Clegg hails plans for new exams

Written By Emdua on Senin, 17 September 2012 | 11.12

Changes to the exam system for 16-year-olds in England will "give parents confidence" in the examinations their children take in the future, Deputy Prime Minister Nick Clegg has said.

Mr Clegg and Education Secretary Michael Gove are due to unveil the new exam regime.

GCSEs will be ditched in 2015, and replaced with what ministers claim will be a more rigorous system.

Assessment will be based on an O-level style single end-of-year exam.

New system

Liberal Democrat aides to the deputy prime minister have described the changes as "radical reform", the result of intense negotiations over the past three months.

Mr Clegg also said the coalition changes would "raise standards for all our children" but he added that it would "not exclude any children".

The Conservatives have pushed for a return to the old O-level system, with the emphasis on a single end-of-year exam.

However, the Liberal Democrats had insisted there should not be a return to a two-tier system - similar to O-levels and CSEs - where a small group of more able children take more demanding exams.

Mr Clegg, who has been involved in negotiations over the changes, said it would have been wrong to go back the old dual exam system.

He said: "We've been working across the government and the coalition to create a new exam system - which we will explain in detail - which will do three simple things.

"Firstly give parents confidence in the exams their children are taking, secondly raise standards for all our children in schools in the country but thirdly and crucially not exclude any children from the new exam system.

"All of those elements will be in the details which we will be revealing this week."

Mr Gove will set out the changes in detail in the Commons.

When initial details of the new exam were leaked at the weekend, Labour said it supported more rigorous exams but only if they do not act as a cap on aspiration.

High-achieving nations

The plans were welcomed by Katie Ivens from the Campaign for Real Education.

She said: "GCSE has lost its credibility very largely - very few people actually respect GCSEs. Modularity has been greatly discredited, as was coursework, and we very badly need an exam for our 16-year-olds at the end of their compulsory education."

Brian Lightman, general secretary of the Association of School and College Leaders, said GCSEs needed to be reviewed but bringing back an O-level style exam was not the answer.

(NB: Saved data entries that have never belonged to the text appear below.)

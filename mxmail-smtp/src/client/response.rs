//! SMTP response parsing and representation.

use super::error::{ClientError, Result};

/// Represents a single line in an SMTP response.
#[derive(Debug, Clone, PartialEq, Eq)]
pub struct ResponseLine {
    /// The SMTP status code (e.g., 220, 250, 550).
    pub code: u16,
    /// Whether this is the last line in a multi-line response.
    pub is_last: bool,
    /// The message text following the status code.
    pub message: String,
}

/// Represents a complete SMTP response, which may be multi-line.
#[derive(Debug, Clone, PartialEq, Eq)]
pub struct Response {
    /// The SMTP status code.
    pub code: u16,
    /// All message lines in the response.
    pub lines: Vec<String>,
}

impl Response {
    /// Creates a new `Response`.
    #[must_use]
    pub const fn new(code: u16, lines: Vec<String>) -> Self {
        Self { code, lines }
    }

    /// Returns the complete message as a single string with lines joined by newlines.
    #[must_use]
    pub fn message(&self) -> String {
        self.lines.join("\n")
    }

    /// Parses a single response line.
    ///
    /// # Errors
    ///
    /// Returns `ClientError::ParseError` if the line doesn't match SMTP format.
    pub fn parse_line(line: &str) -> Result<ResponseLine> {
        let Some(code_str) = line.get(..3) else {
            return Err(ClientError::ParseError(format!(
                "Response line too short: '{line}'"
            )));
        };

        if !code_str.bytes().all(|b| b.is_ascii_digit()) {
            return Err(ClientError::ParseError(format!(
                "Invalid status code: '{code_str}'"
            )));
        }
        let code = code_str
            .parse::<u16>()
            .map_err(|_| ClientError::ParseError(format!("Invalid status code: '{code_str}'")))?;

        // A space (or nothing) ends the reply, a dash continues it
        let is_last = match line[3..].chars().next() {
            None | Some(' ') => true,
            Some('-') => false,
            Some(c) => {
                return Err(ClientError::ParseError(format!(
                    "Invalid separator character: '{c}'"
                )));
            }
        };

        let message = line.get(4..).unwrap_or_default().to_string();

        Ok(ResponseLine {
            code,
            is_last,
            message,
        })
    }

    /// Parses a complete, possibly multi-line, SMTP response from the start of a buffer.
    ///
    /// Returns the parsed `Response` and the number of bytes consumed, or
    /// `None` when the buffer does not yet hold a complete response.
    ///
    /// # Errors
    ///
    /// Returns `ClientError::ParseError` if the response is malformed.
    pub fn parse_response(buffer: &[u8]) -> Result<Option<(Self, usize)>> {
        let mut lines = Vec::new();
        let mut consumed = 0;
        let mut first_code = None;

        while let Some(newline) = buffer[consumed..].iter().position(|&b| b == b'\n') {
            let raw = &buffer[consumed..consumed + newline];
            consumed += newline + 1;

            let raw = raw.strip_suffix(b"\r").unwrap_or(raw);
            if raw.is_empty() {
                continue;
            }

            let parsed = Self::parse_line(std::str::from_utf8(raw)?)?;

            match first_code {
                Some(code) if parsed.code != code => {
                    return Err(ClientError::ParseError(format!(
                        "Status code mismatch in multi-line response: expected {code}, got {}",
                        parsed.code
                    )));
                }
                Some(_) => {}
                None => first_code = Some(parsed.code),
            }

            lines.push(parsed.message);

            if parsed.is_last {
                return Ok(Some((Self::new(parsed.code, lines), consumed)));
            }
        }

        Ok(None)
    }
}
//! Error types for the mxmail-common crate.

use std::{io, path::PathBuf};

use thiserror::Error;

/// Errors that can occur while loading configuration.
#[derive(Debug, Error)]
pub enum ConfigError {
    /// The configuration file could not be read.
    #[error("Failed to read config from {}: {source}", path.display())]
    Read {
        path: PathBuf,
        #[source]
        source: io::Error,
    },

    /// The configuration file is not valid RON for the expected structure.
    #[error("Failed to parse config from {}: {source}", path.display())]
    Parse {
        path: PathBuf,
        #[source]
        source: ron::error::SpannedError,
    },

    /// A configuration path was named explicitly but does not exist.
    #[error("{origin} points to non-existent file: {}", path.display())]
    Missing { origin: String, path: PathBuf },
}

"I hope that these proposals are not going to be telling us that we're going to have a system that goes back to something that we used to have in the 1950s, which was suited to a very small part of the population," he said.

"What we want is an examination system that will enable all people to do well. And they'll have to meet high standards in order to achieve in those exams. That's absolutely fine."

The new single exam qualification will be introduced in 2015 with the first students sitting the tests in 2017.

Pass rates

The move would be the biggest change in the exam system in a generation.

GCSEs were introduced in the late 1980s, to replace the system of O-levels and CSEs, with the first GCSE exams taken in 1988.

Pass rates have gone up every year except for this one, drawing claims that they were getting progressively easier.

The move comes amid controversy over this year's GCSE exams in English and whether they were too harshly graded.

This weekend examiners in Wales are regrading English papers taken under the WJEC examining board, after Welsh Education Minister Leighton Andrews ordered a review of results.

Mr Gove attacked that decision, saying it would "undermine confidence" in the value of the qualifications obtained by the students involved.

The Welsh government has said it will not rush into a decision about the future of GCSEs in Wales.

In Scotland, pupils take Standard Grades, Highers and Advanced Highers rather than GCSEs and A-levels.

There are no planned changes to GCSEs taken by students in Northern Ireland.